Tal vez comience a ser indiferente, a privarme del calor indebido que el frío me pide, sigo buscando el sentido complementario correcto en los trastornos incorrectos...
Despierto en una de esas historias nocturnas que solo quedan impregnadas en el silencio de los sueños, y observo tus ojos descendiendo, ascendiendo frente a los míos y no los pierdo de vista, pero en ellos no es fácil notar la intención de tener una esperanza por mí; entonces vuelvo a la realidad, entiendo, y aunque sea pronto para saberlo, sé que no hay un mayor lugar dispuesto para mí.
Me doy cuenta que por la vida he ido dejando fracciones de eso innombrable que hay en el interior de mi tórax, ahora a penas si alcanza para mantenerme con vida, ahora parece que la puerta se cierra en mi cara, para quedarme esperando una vez más, con la brisa congelante impregnándose en mi cabello, complicándome yo mismo la existencia.
He descubierto en miradas diversas, lo que en tus ojos me hubiese gustado encontrar.

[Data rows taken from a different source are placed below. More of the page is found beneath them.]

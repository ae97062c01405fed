//! App Root Component
//!
//! Routes for every storefront flow plus the shared shell: navigation,
//! status footer and toasts.

use leptos::*;
use leptos_router::*;

use crate::components::{Nav, Toast};
use crate::pages::{
    BookingPage, CartPage, ChatPage, CheckoutPage, Inbox, Login, ProductPage, Shop, Signup, Vendors,
};
use crate::state::{init_websocket, provide_global_state, use_global_state};

/// Root application component
#[component]
pub fn App() -> impl IntoView {
    let state = provide_global_state();
    init_websocket(state.clone());
    state.refresh_cart();

    view! {
        <Router>
            <div class="min-h-screen bg-gray-50 text-gray-900 flex flex-col">
                <Nav />

                <main class="flex-1 container mx-auto px-4 py-8 pb-24">
                    <Routes>
                        <Route path="/" view=Shop />
                        <Route path="/products/:id" view=ProductPage />
                        <Route path="/cart" view=CartPage />
                        <Route path="/checkout" view=CheckoutPage />
                        <Route path="/vendors" view=Vendors />
                        <Route path="/booking" view=BookingPage />
                        <Route path="/inbox" view=Inbox />
                        <Route path="/chat/:counterpart" view=ChatPage />
                        <Route path="/login" view=Login />
                        <Route path="/signup" view=Signup />
                        <Route path="/*any" view=NotFound />
                    </Routes>
                </main>

                <Footer />

                <Toast />
            </div>
        </Router>
    }
}

/// Status bar: who is signed in, cart total and chat connection
#[component]
fn Footer() -> impl IntoView {
    let state = use_global_state();
    let ws_connected = state.ws_connected;
    let session = state.session;
    let cart = state.cart;
    let policy = state.fee_policy;

    let cart_line = move || {
        let totals = cart.with(|c| c.totals(&policy));
        if totals.item_count == 0 {
            return "Cart is empty".to_string();
        }
        match policy.remaining_for_free_delivery(totals.subtotal) {
            Some(more) => format!("Cart {:.2} ({:.2} more for free delivery)", totals.total, more),
            None => format!("Cart {:.2}", totals.total),
        }
    };

    view! {
        <footer class="fixed bottom-0 left-0 right-0 bg-white border-t border-gray-200 py-3 px-4">
            <div class="container mx-auto flex items-center justify-between text-sm text-gray-600">
                <span>
                    {move || session.with(|s| match s {
                        Some(s) => format!("Signed in as {}", s.user.name),
                        None => "Browsing as guest".to_string(),
                    })}
                </span>

                <A href="/cart" class="hover:underline">{cart_line}</A>

                <span class=move || if ws_connected.get() { "flex items-center gap-1 text-green-600" } else { "flex items-center gap-1 text-gray-400" }>
                    <span class=move || if ws_connected.get() { "w-2 h-2 rounded-full bg-green-500 pulse" } else { "w-2 h-2 rounded-full bg-gray-300" } />
                    {move || if ws_connected.get() { "Chat online" } else { "Chat offline" }}
                </span>
            </div>
        </footer>
    }
}

/// 404 Not Found page
#[component]
fn NotFound() -> impl IntoView {
    view! {
        <div class="flex flex-col items-center justify-center min-h-[60vh] text-center">
            <div class="text-6xl mb-4">"🔍"</div>
            <h1 class="text-3xl font-bold mb-2">"Page Not Found"</h1>
            <p class="text-gray-500 mb-6">"The page you're looking for doesn't exist."</p>
            <A
                href="/"
                class="px-6 py-3 bg-primary-600 hover:bg-primary-700 text-white rounded-lg font-medium transition-colors"
            >
                "Back to the shop"
            </A>
        </div>
    }
}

A pesar de ello, para mi ventura, no hay otra cosa mejor en el mundo que yo concibo, que ver a través de la periferia de tus pupilas exterminantes, dilatadas, porque de nada me sirve sentirme bien coleccionando las que encuentro en la calle, puesto que ninguna se quedará, ninguna es tan..., única.
¿Qué tanta influencia, de alguien importante en tu vida, tienen las palabras?
Solo prueba un poco de lo que no es ni será tuyo.